Attempts to demonise a young Wexford-born IRA Volunteer who died tragically at the age of 21 when a device he was transporting exploded prematurely in London have been condemned.
The 25th anniversary commemoration for Ed O’Brien was due to go ahead on a Sinn Féin Wexford Facebook page on Thursday, but had to be cancelled due to “significant” online abuse targeting the family.
The situation was described as “absolutely shocking” and “disgraceful” by Sinn Féin supporters.
The cancellation of the commemoration was announced on the Facebook page of Wexford councillor Fionntán Ó Súilleabháin, who said that the event had been cancelled because the O’Brien family had been subjected to the “vilest online abuse done by a local political gang”.
Speaking on local radio, he said that attacks of the event were “cheap political pointscoring” and “irrelevant nonsense”. Neither Sinn Féin nor the family had anything to apologise about and the online tribute to O’Brien was a “perfectly normal thing to do”.
It came as former minister for defence Paul Kehoe called on Sinn Féin to distance itself from the commemoration which he said was “further evidence of the party’s connections to the IRA”.
Speaking in the Dublin parliament, Tánaiste Leo Varadkar also described the planned commemoration as “deeply offensive” and called on Sinn Féin to disassociate itself from the event.
The abuse also saw 26 County Senators Gerard Craughwell and Malcolm Byrne condemn the use of the IRA term “Óglaigh na hÉireann” to describe Vol.
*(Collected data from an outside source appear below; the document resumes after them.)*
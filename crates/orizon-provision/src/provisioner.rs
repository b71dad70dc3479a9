//! Agent provisioner
//!
//! Walks a topology and materializes one supervised service per binding.
//! Install is idempotent: a service with the computed name is stopped and
//! deregistered completely before its replacement is created, so at no
//! point do two running processes claim the same (local, remote, hub)
//! tuple. Failures are per-binding: each tunnel is independently useful, so
//! one hub refusing service registration does not abort the rest.

use std::path::{Path, PathBuf};

use anyhow::{Context, Result};
use orizon_topology::{HubServer, PortBinding, TunnelTopology};
use tracing::{error, info, warn};

use crate::service::{ServiceDefinition, ServiceManager, ServiceStatus};
use crate::{KEEPALIVE_INTERVAL_SECS, KEEPALIVE_MAX_MISSES, RESTART_DELAY_SECS};

#[cfg(windows)]
const NULL_DEVICE: &str = "NUL";
#[cfg(not(windows))]
const NULL_DEVICE: &str = "/dev/null";

/// The ssh client arguments for one reverse-forward binding.
///
/// Key-only batch authentication, keepalive probing for dead-link
/// detection, and exit-on-forward-failure so a rejected or colliding
/// remote-port request kills the process immediately instead of leaving a
/// half-open tunnel for the service manager to misread as healthy. Host
/// keys are not checked: trust comes entirely from the key-registration
/// model, which is the system's accepted trade, not an oversight.
pub fn ssh_forward_args(
    node_id: &str,
    hub: &HubServer,
    binding: &PortBinding,
    private_key: &Path,
) -> Vec<String> {
    vec![
        "-i".to_string(),
        private_key.to_string_lossy().to_string(),
        "-N".to_string(),
        "-p".to_string(),
        hub.ssh_port.to_string(),
        "-R".to_string(),
        format!("{}:localhost:{}", binding.remote_port, binding.local_port),
        "-o".to_string(),
        "BatchMode=yes".to_string(),
        "-o".to_string(),
        "ExitOnForwardFailure=yes".to_string(),
        "-o".to_string(),
        format!("ServerAliveInterval={}", KEEPALIVE_INTERVAL_SECS),
        "-o".to_string(),
        format!("ServerAliveCountMax={}", KEEPALIVE_MAX_MISSES),
        "-o".to_string(),
        "StrictHostKeyChecking=no".to_string(),
        "-o".to_string(),
        format!("UserKnownHostsFile={}", NULL_DEVICE),
        format!("{}@{}", node_id, hub.host),
    ]
}

/// Outcome of one provisioning run. Partial success is an accepted state.
#[derive(Debug, Default)]
pub struct ProvisionReport {
    /// Services registered and started, in topology order
    pub installed: Vec<String>,
    /// (service name, error) for bindings that could not be registered
    pub failed: Vec<(String, String)>,
}

impl ProvisionReport {
    pub fn all_succeeded(&self) -> bool {
        self.failed.is_empty()
    }
}

/// Materializes topologies into supervised OS services
pub struct AgentProvisioner<'a> {
    manager: &'a dyn ServiceManager,
    log_dir: PathBuf,
}

impl<'a> AgentProvisioner<'a> {
    pub fn new(manager: &'a dyn ServiceManager, log_dir: impl Into<PathBuf>) -> Self {
        Self {
            manager,
            log_dir: log_dir.into(),
        }
    }

    /// Install and start one service per binding.
    ///
    /// Never aborts mid-topology for a single binding's failure; the report
    /// carries what worked and what did not.
    pub fn provision(
        &self,
        topology: &TunnelTopology,
        private_key: &Path,
    ) -> Result<ProvisionReport> {
        let mut report = ProvisionReport::default();

        for (hub, binding) in topology.iter_bindings() {
            let name = self.manager.name_for(hub, binding);
            match self.provision_binding(&name, &topology.node_id, hub, binding, private_key) {
                Ok(()) => {
                    info!(
                        service = %name,
                        hub = %hub.host,
                        remote_port = binding.remote_port,
                        local_port = binding.local_port,
                        "tunnel service registered"
                    );
                    report.installed.push(name);
                }
                Err(err) => {
                    error!(service = %name, error = %err, "failed to register tunnel service");
                    report.failed.push((name, format!("{:#}", err)));
                }
            }
        }

        Ok(report)
    }

    fn provision_binding(
        &self,
        name: &str,
        node_id: &str,
        hub: &HubServer,
        binding: &PortBinding,
        private_key: &Path,
    ) -> Result<()> {
        // Tear down any previous incarnation first; two services must never
        // claim the same (local, remote, hub) tuple.
        if self.manager.status(name)? != ServiceStatus::NotInstalled {
            warn!(service = name, "replacing existing service");
            if let Err(err) = self.manager.stop(name) {
                warn!(service = name, error = %err, "ignoring stop failure during replacement");
            }
            self.manager
                .remove(name)
                .with_context(|| format!("failed to remove existing service {}", name))?;
        }

        let definition = ServiceDefinition {
            name: name.to_string(),
            description: format!(
                "Orizon reverse tunnel to {} ({})",
                hub.host,
                binding.role.label()
            ),
            program: "ssh".to_string(),
            args: ssh_forward_args(node_id, hub, binding, private_key),
            log_path: self.log_dir.join(format!("{}.log", name)),
            restart_delay_secs: RESTART_DELAY_SECS,
        };

        self.manager
            .install(&definition)
            .with_context(|| format!("failed to install service {}", name))?;
        self.manager
            .start(name)
            .with_context(|| format!("failed to start service {}", name))?;
        Ok(())
    }

    /// Stop and deregister every service matching the node's naming
    /// convention. Returns the names removed. On-disk configuration and
    /// keys are left alone; purging those is the CLI's explicit-request
    /// path.
    pub fn deprovision(&self) -> Result<Vec<String>> {
        let names = self.manager.installed(self.manager.node_prefix())?;
        let mut removed = Vec::new();

        for name in names {
            if let Err(err) = self.manager.stop(&name) {
                warn!(service = %name, error = %err, "ignoring stop failure during uninstall");
            }
            self.manager
                .remove(&name)
                .with_context(|| format!("failed to remove service {}", name))?;
            info!(service = %name, "tunnel service removed");
            removed.push(name);
        }

        Ok(removed)
    }

    /// Status of every service under the node's naming convention
    pub fn status(&self) -> Result<Vec<(String, ServiceStatus)>> {
        let names = self.manager.installed(self.manager.node_prefix())?;
        let mut statuses = Vec::with_capacity(names.len());
        for name in names {
            let status = self.manager.status(&name)?;
            statuses.push((name, status));
        }
        Ok(statuses)
    }
}

#[cfg(test)]
mod tests {
    use super::*;
    use orizon_topology::{build, parse_hub_list, AppPorts, NodeIdentity};
    use std::cell::RefCell;
    use std::collections::BTreeMap;

    const NODE_ID: &str = "11111111-1111-1111-1111-111111111111";

    /// In-memory stand-in for a platform service manager
    #[derive(Default)]
    struct FakeManager {
        services: RefCell<BTreeMap<String, ServiceDefinition>>,
        running: RefCell<BTreeMap<String, bool>>,
        install_count: RefCell<BTreeMap<String, u32>>,
        fail_install: Vec<String>,
    }

    impl ServiceManager for FakeManager {
        fn install(&self, definition: &ServiceDefinition) -> Result<()> {
            if self.fail_install.contains(&definition.name) {
                anyhow::bail!("synthetic install failure");
            }
            *self
                .install_count
                .borrow_mut()
                .entry(definition.name.clone())
                .or_insert(0) += 1;
            self.services
                .borrow_mut()
                .insert(definition.name.clone(), definition.clone());
            Ok(())
        }

        fn start(&self, name: &str) -> Result<()> {
            self.running.borrow_mut().insert(name.to_string(), true);
            Ok(())
        }

        fn stop(&self, name: &str) -> Result<()> {
            self.running.borrow_mut().insert(name.to_string(), false);
            Ok(())
        }

        fn remove(&self, name: &str) -> Result<()> {
            self.services.borrow_mut().remove(name);
            self.running.borrow_mut().remove(name);
            Ok(())
        }

        fn status(&self, name: &str) -> Result<ServiceStatus> {
            if !self.services.borrow().contains_key(name) {
                return Ok(ServiceStatus::NotInstalled);
            }
            Ok(if *self.running.borrow().get(name).unwrap_or(&false) {
                ServiceStatus::Running
            } else {
                ServiceStatus::Stopped
            })
        }

        fn installed(&self, prefix: &str) -> Result<Vec<String>> {
            Ok(self
                .services
                .borrow()
                .keys()
                .filter(|name| name.starts_with(prefix))
                .cloned()
                .collect())
        }
    }

    fn topology() -> TunnelTopology {
        let identity = NodeIdentity::new(NODE_ID, "edge-1").unwrap();
        let hubs = parse_hub_list("hub1.example.com:2222,hub2.example.com:2222").unwrap();
        build(&identity, &hubs, &AppPorts::new()).unwrap()
    }

    fn key_path() -> PathBuf {
        PathBuf::from("/etc/orizon/keys/id_ed25519")
    }

    #[test]
    fn test_provision_registers_every_binding() {
        let manager = FakeManager::default();
        let provisioner = AgentProvisioner::new(&manager, "/var/log/orizon");

        let report = provisioner.provision(&topology(), &key_path()).unwrap();

        assert!(report.all_succeeded());
        assert_eq!(report.installed.len(), 6);
        assert_eq!(manager.services.borrow().len(), 6);
        assert!(manager.running.borrow().values().all(|running| *running));
    }

    #[test]
    fn test_reinstall_leaves_one_service_per_binding() {
        let manager = FakeManager::default();
        let provisioner = AgentProvisioner::new(&manager, "/var/log/orizon");
        let topology = topology();

        provisioner.provision(&topology, &key_path()).unwrap();
        provisioner.provision(&topology, &key_path()).unwrap();

        assert_eq!(manager.services.borrow().len(), 6);
        // Each name was installed twice but the first incarnation was
        // removed before the second went in.
        assert!(manager.install_count.borrow().values().all(|n| *n == 2));
    }

    #[test]
    fn test_partial_failure_does_not_abort_run() {
        let topology = topology();
        let victim = topology.service_names()[2].clone();
        let manager = FakeManager {
            fail_install: vec![victim.clone()],
            ..Default::default()
        };
        let provisioner = AgentProvisioner::new(&manager, "/var/log/orizon");

        let report = provisioner.provision(&topology, &key_path()).unwrap();

        assert_eq!(report.installed.len(), 5);
        assert_eq!(report.failed.len(), 1);
        assert_eq!(report.failed[0].0, victim);
        assert_eq!(manager.services.borrow().len(), 5);
    }

    #[test]
    fn test_deprovision_sweeps_node_namespace_only() {
        let manager = FakeManager::default();
        {
            let provisioner = AgentProvisioner::new(&manager, "/var/log/orizon");
            provisioner.provision(&topology(), &key_path()).unwrap();
        }
        // An unrelated service sharing the host must survive
        manager
            .install(&ServiceDefinition {
                name: "nginx".to_string(),
                description: "not ours".to_string(),
                program: "nginx".to_string(),
                args: vec![],
                log_path: PathBuf::from("/var/log/nginx.log"),
                restart_delay_secs: 5,
            })
            .unwrap();

        let provisioner = AgentProvisioner::new(&manager, "/var/log/orizon");
        let removed = provisioner.deprovision().unwrap();

        assert_eq!(removed.len(), 6);
        let remaining: Vec<String> = manager.services.borrow().keys().cloned().collect();
        assert_eq!(remaining, vec!["nginx"]);
    }

    #[test]
    fn test_ssh_args_request_reverse_forward() {
        let topology = topology();
        let (hub, binding) = topology.iter_bindings().next().unwrap();
        let args = ssh_forward_args(NODE_ID, hub, binding, &key_path());

        let forward = format!("{}:localhost:{}", binding.remote_port, binding.local_port);
        assert!(args.contains(&"-N".to_string()));
        assert!(args.contains(&"-R".to_string()));
        assert!(args.contains(&forward));
        assert!(args.contains(&"BatchMode=yes".to_string()));
        assert!(args.contains(&"ExitOnForwardFailure=yes".to_string()));
        assert!(args.contains(&"ServerAliveInterval=30".to_string()));
        assert!(args.contains(&"ServerAliveCountMax=3".to_string()));
        assert_eq!(args.last().unwrap(), &format!("{}@hub1.example.com", NODE_ID));
        // The node authenticates with its key only; nothing here can fall
        // back to a password prompt.
        assert!(args.contains(&"-i".to_string()));
    }

    #[test]
    fn test_service_log_paths_are_per_binding() {
        let manager = FakeManager::default();
        let provisioner = AgentProvisioner::new(&manager, "/var/log/orizon");
        provisioner.provision(&topology(), &key_path()).unwrap();

        let services = manager.services.borrow();
        let mut log_paths: Vec<&Path> =
            services.values().map(|d| d.log_path.as_path()).collect();
        log_paths.sort();
        log_paths.dedup();
        assert_eq!(log_paths.len(), 6);
    }
}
O’Brien, claiming that only members of the 26 County Army have the right to use the name.
Senator Byrne even proposed the idea that it be illegal for any organisation other than the 26 County Army to use the term.
Councillor Ó Súilleabháin noted the phrase was a historical term going back to the 1913 foundation of a predecessor of the IRA, the Irish Volunteers – its name is a direct translation of Óglaigh na hÉireann.